PROBLEM: Present the following data again exactly as it is shown.

EXTRACTED DATA:
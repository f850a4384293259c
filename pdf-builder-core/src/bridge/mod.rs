//! Cross-context message bridge between the builder and the document viewer
//!
//! The builder and the viewer share no memory. Every notification is a
//! one-way `{name, data}` envelope; there is no request/response pairing.
//! The builder owns the canonical schema, the viewer only ever displays a
//! copy that is reconciled by replaying messages.

mod channel;
pub mod message;
mod viewer;

pub use channel::{bridge_pair, BridgeEndpoint};
pub use message::{BridgeMessage, ComponentClick, ComponentUpdate, ElementUpdate, Envelope};
pub use viewer::{PdfViewer, ViewerContainer};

EXERCISE ANSWER:
repository f850a4384293259c
filename pdf-builder-core/src/bridge/mod.rs
//! Cross-context message bridge between the builder and the document viewer
//!
//! The builder and the viewer share no memory. Every notification is a
//! one-way `{name, data}` envelope; there is no request/response pairing.
//! The builder owns the canonical schema, the viewer only ever displays a
//! copy that is reconciled by replaying messages.

mod channel;
pub mod message;
mod viewer;

pub use channel::{bridge_pair, BridgeEndpoint};
pub use message::{BridgeMessage, ComponentClick, ComponentUpdate, ElementUpdate, Envelope};
pub use viewer::{PdfViewer, ViewerContainer};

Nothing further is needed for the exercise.